Mann lächelt in die Kamera

Dr. Frank Musiol (Foto: ZSW)

Eine Serie der KEA Klimaschutz- und Energieagentur Baden-Württemberg (KEA-BW)

Professionell für den Klimaschutz arbeiten: Das wünschen sich inzwischen viele (junge) Menschen. Wie groß das Spektrum auf Nachhaltigkeit ausgelegter Berufe ist, möchte die KEA-BW mit ihrer Serie „Nachhaltige Berufe“ zeigen. Interviewpartnerinnen und -partner aus ganz unterschiedlichen Branchen erzählen aus Ihrem Arbeitsalltag und wie sie zu Ihrer aktuellen Tätigkeit kamen.

Folge 10:

„Akzeptanz in der Bevölkerung ist der Schlüssel zum Klimaschutz“

Dr. Frank Musiol

„Das Thema Energie war bei uns allgegenwärtig, der Umweltschutz zunächst nicht unbedingt“, sagt Dr. Frank Musiol. Geboren 1966, leitet er heute die Naturschutzforschung im Bereich Windenergie des Zentrums für Sonnenenergie und Wasserstoffforschung Baden-Württemberg (ZSW). Nach seinem Studium der Chemie widmete er sich den erneuerbaren Energien. Er arbeitete unter anderem für den NABU und beriet die Bundesregierung. Heute leistet er mit seiner Forschung einen wichtigen Beitrag, um Naturschutz und Windkraft zusammenzubringen. Im Interview erzählt er, warum er bei den Erneuerbaren landete, welche Ergebnisse seine Forschung bis jetzt erzielte und was Klimaschutz privat für ihn bedeutet.

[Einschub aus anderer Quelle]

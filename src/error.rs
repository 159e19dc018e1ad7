use std::fmt::{Debug, Formatter};
use thiserror::Error;

/// Failures reported by a [`ChallengeStore`](crate::store::ChallengeStore).
///
/// Absence is an expected condition (the CA may poll for tokens we never wrote, or already
/// cleaned up), so it gets its own variant instead of hiding inside a backend error.
#[derive(Debug, Error)]
pub enum StoreError {
    #[error("Challenge not found in the store")]
    NotFound,
    #[error("The store rate limited us, try again later")]
    RateLimited,
    #[error("Challenge store failure: {0:#}")]
    Backend(anyhow::Error),
}

impl StoreError {
    pub fn is_not_found(&self) -> bool {
        matches!(self, StoreError::NotFound)
    }
}

pub type IssueResult<T> = Result<T, IssueError>;

/// Terminal failure of a single issuance attempt.
pub enum IssueError {
    /// The request itself is unusable (e.g. no domains)
    Validation(anyhow::Error),
    Store(StoreError),
    /// The CA, the trust store or another backend failed
    Upstream(anyhow::Error),
}

impl std::error::Error for IssueError {}

impl std::fmt::Display for IssueError {
    fn fmt(&self, f: &mut Formatter) -> std::fmt::Result {
        match self {
            IssueError::Validation(err) => write!(f, "Invalid request: {err:#}"),
            IssueError::Store(err) => std::fmt::Display::fmt(err, f),
            IssueError::Upstream(err) => Debug::fmt(err, f),
        }
    }
}

impl Debug for IssueError {
    fn fmt(&self, f: &mut Formatter<'_>) -> std::fmt::Result {
        std::fmt::Display::fmt(&self, f)
    }
}

impl From<StoreError> for IssueError {
    fn from(err: StoreError) -> Self {
        IssueError::Store(err)
    }
}

impl From<anyhow::Error> for IssueError {
    fn from(err: anyhow::Error) -> Self {
        match err.downcast::<StoreError>() {
            Ok(store_error) => IssueError::Store(store_error),
            Err(err) => IssueError::Upstream(err),
        }
    }
}

pub trait IssueContext<T> {
    fn validation_failure(self) -> IssueResult<T>;
    fn upstream_failure(self) -> IssueResult<T>;
}

impl<T> IssueContext<T> for anyhow::Error {
    fn validation_failure(self) -> IssueResult<T> {
        Err(IssueError::Validation(self))
    }

    fn upstream_failure(self) -> IssueResult<T> {
        Err(IssueError::Upstream(self))
    }
}

impl<T> IssueContext<T> for Result<T, anyhow::Error> {
    fn validation_failure(self) -> IssueResult<T> {
        match self {
            Ok(ok) => Ok(ok),
            Err(err) => err.validation_failure(),
        }
    }

    fn upstream_failure(self) -> IssueResult<T> {
        match self {
            Ok(ok) => Ok(ok),
            Err(err) => err.upstream_failure(),
        }
    }
}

KEA-BW: Herr Musiol, Sie sind seit vielen Jahren als Wissenschaftler für den Bereich Umwelt- und Klimaschutz tätig, insbesondere im Bereich der erneuerbaren Energien. Wurde Ihnen Ihr Interesse dafür in die Wiege gelegt?

Dr. Frank Musiol: Ich bin im Braunkohlerevier Helmstedt aufgewachsen. Mein Vater arbeitete im Kraftwerk. Das Thema Energie war bei uns daher allgegenwärtig, der Umweltschutz zunächst nicht unbedingt.

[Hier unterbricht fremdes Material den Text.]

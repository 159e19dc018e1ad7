use crate::crypto::sha256;
use crate::solver::{ChallengeKind, ChallengeSolver};
use crate::time::humanize_duration_core;
use crate::trust_store::{ImportRequest, TrustStore};
use anyhow::{Context, Error};
use async_trait::async_trait;
use rcgen::{CertificateParams, CustomExtension, KeyPair};
use std::sync::Arc;
use std::time::Duration;
use tracing::{debug, info};

/// How long edge nodes are given to pick up a freshly imported certificate
pub const DEFAULT_SETTLE_INTERVAL: Duration = Duration::from_secs(60);

#[derive(Debug, Clone)]
pub struct ProofCertificate {
    pub certificate_pem: String,
    pub private_key_pem: String,
}

/// Builds the self-signed TLS-ALPN-01 proof certificate for `domain`: a single SAN plus the
/// critical `acmeIdentifier` extension holding the SHA-256 digest of the key authorization.
pub fn proof_certificate(domain: &str, key_auth: &str) -> Result<ProofCertificate, Error> {
    let mut params = CertificateParams::new(vec![domain.to_string()])
        .with_context(|| format!("Invalid domain name {domain} for proof certificate"))?;
    params.custom_extensions = vec![CustomExtension::new_acme_identifier(&sha256(
        key_auth.as_bytes(),
    ))];
    let key_pair = KeyPair::generate().context("Generating proof certificate key failed")?;
    let certificate = params
        .self_signed(&key_pair)
        .context("Signing proof certificate failed")?;
    Ok(ProofCertificate {
        certificate_pem: certificate.pem(),
        private_key_pem: key_pair.serialize_pem(),
    })
}

/// TLS-ALPN-01 solver for domains served by edge infrastructure that takes its certificate
/// from the trust store. The proof certificate replaces a placeholder certificate that the
/// edge is already configured to serve.
pub struct TlsAlpnSolver {
    trust_store: Arc<dyn TrustStore>,
    placeholder: Option<String>,
    settle: Duration,
}

impl TlsAlpnSolver {
    pub fn new(trust_store: Arc<dyn TrustStore>, placeholder: Option<String>) -> Self {
        Self {
            trust_store,
            placeholder,
            settle: DEFAULT_SETTLE_INTERVAL,
        }
    }

    pub fn with_settle_interval(mut self, settle: Duration) -> Self {
        self.settle = settle;
        self
    }
}

#[async_trait]
impl ChallengeSolver for TlsAlpnSolver {
    fn long_name(&self) -> &'static str {
        "trust store TLS-ALPN solver"
    }

    fn short_name(&self) -> &'static str {
        "tls-alpn"
    }

    fn challenge_kind(&self) -> ChallengeKind {
        ChallengeKind::TlsAlpn01
    }

    async fn present(&self, domain: &str, _token: &str, key_auth: &str) -> Result<(), Error> {
        let proof = proof_certificate(domain, key_auth)?;
        let identity = self
            .trust_store
            .import_certificate(ImportRequest {
                identity: self.placeholder.clone(),
                certificate: proof.certificate_pem,
                chain: None,
                private_key: proof.private_key_pem,
                tags: Vec::new(),
            })
            .await
            .with_context(|| format!("Importing TLS-ALPN proof certificate for {domain} failed"))?;
        info!("Imported TLS-ALPN proof certificate for {domain} as {identity}");
        if let Ok(settle) = humanize_duration_core(self.settle) {
            debug!("Waiting {settle} for the proof certificate to propagate");
        }
        tokio::time::sleep(self.settle).await;
        Ok(())
    }

    async fn clean_up(&self, _domain: &str, _token: &str, _key_auth: &str) -> Result<(), Error> {
        // The issued certificate is imported over the placeholder afterwards
        Ok(())
    }
}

Sie haben dann Chemie studiert. Wer oder was brachte Sie auf den Weg zu den erneuerbaren Energien?

Das erste Stück Weg gewiesen hat mir Ende der 80 Jahre zunächst ein Buch. Es hieß „Die gespeicherte Sonne“. Großen Einfluss übte außerdem mein späterer Doktorvater auf mich aus. Er war Professor für physikalische Chemie und animierte uns dazu, darüber nachzudenken, was wir tun. In seiner Forschungsgruppe für angewandte Elektrochemie beschäftigte ich mich mit Wasserstofferzeugung und Speichersystemen. In der Nähe meines Studienortes Braunschweig befand sich zudem der Schacht Konrad, in dem Atommüll endgelagert werden sollte. Das hat mich auch als Wissenschaftler auf den Plan gerufen und ich unterstützte im Genehmigungsverfahren Umweltverbände und war bei Demonstrationen dabei. Auch dieses Erlebnis trug zu meiner Entscheidung bei, mich ganz den erneuerbaren Energien zu widmen. Das Thema ließ mich seither nie wieder los.

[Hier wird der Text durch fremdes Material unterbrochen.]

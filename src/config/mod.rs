use crate::config::default::DefaultConfig;
use crate::config::toml::TomlConfiguration;
use crate::time::ParsedDuration;
use anyhow::Context;
use serde::Deserialize;
use std::net::SocketAddr;
use std::path::{Path, PathBuf};
use tracing::{debug, info};
use url::Url;

mod default;
mod toml;

pub const DEFAULT_CONFIG_FILE: &str = "edgecert.toml";

pub fn get_default_config_file() -> PathBuf {
    PathBuf::from(DEFAULT_CONFIG_FILE)
}

/// Settings shared by all commands. Every field is optional in the configuration file.
#[derive(Debug, Clone, PartialEq, Eq, Deserialize)]
#[serde(default, deny_unknown_fields)]
pub struct Configuration {
    /// ACME directory of the CA to issue from
    pub directory_url: String,
    pub contact_email: Option<String>,
    /// DynamoDB table holding HTTP-01 challenges
    pub table_name: String,
    /// Trust store tag key carrying the correlation ID
    pub correlation_tag: String,
    /// Renew once the current certificate has at most this much validity left
    pub renewal_window: ParsedDuration,
    /// Wait after uploading a proof to object storage
    pub object_storage_delay: ParsedDuration,
    /// Wait after importing a TLS-ALPN proof certificate
    pub tls_alpn_settle: ParsedDuration,
    /// Upper bound for one complete issuance attempt
    pub issue_timeout: ParsedDuration,
    /// Address the challenge responder listens on
    pub listen_address: SocketAddr,
}

impl Default for Configuration {
    fn default() -> Self {
        DefaultConfig::default().get_config()
    }
}

impl Configuration {
    pub fn directory(&self) -> anyhow::Result<Url> {
        Url::parse(&self.directory_url)
            .with_context(|| format!("Invalid ACME directory URL {}", self.directory_url))
    }
}

pub trait ConfigBackend {
    fn load<P: AsRef<Path>>(file: P) -> Result<Configuration, anyhow::Error>;
}

/// Loads the configuration from `file`, falling back to built-in defaults if it does not exist.
pub fn load<P: AsRef<Path>>(file: P) -> Result<Configuration, anyhow::Error> {
    let file = file.as_ref();
    let config = if file.exists() {
        debug!("Loading configuration from {}", file.display());
        TomlConfiguration::load(file)
            .with_context(|| format!("Loading configuration file {} failed", file.display()))?
    } else {
        info!(
            "Configuration file {} does not exist, using defaults",
            file.display()
        );
        DefaultConfig::load(file)?
    };
    config.directory()?;
    Ok(config)
}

Sie arbeiteten zwischenzeitlich auch als wissenschaftlicher Mitarbeiter einer Bundestagsabgeordneten und waren dann beim NABU beschäftigt, dem Naturschutzbund Deutschland. Welche Aufgaben hatten Sie dort?

Aufgrund meiner Vorkenntnis betreute ich beim NABU zunächst das Thema Atomkraft und begleitete den Atomausstieg der ersten rot-grünen Bundesregierung. Später wechselte ich wieder in den Themenbereich Erneuerbare. Schon damals übrigens wurde mir bewusst, wie anstrengend es ist, Klimaschutz durchzusetzen. Es gab und gibt ganz unterschiedliche Widerstände, zum Beispiel auch von Naturschützern.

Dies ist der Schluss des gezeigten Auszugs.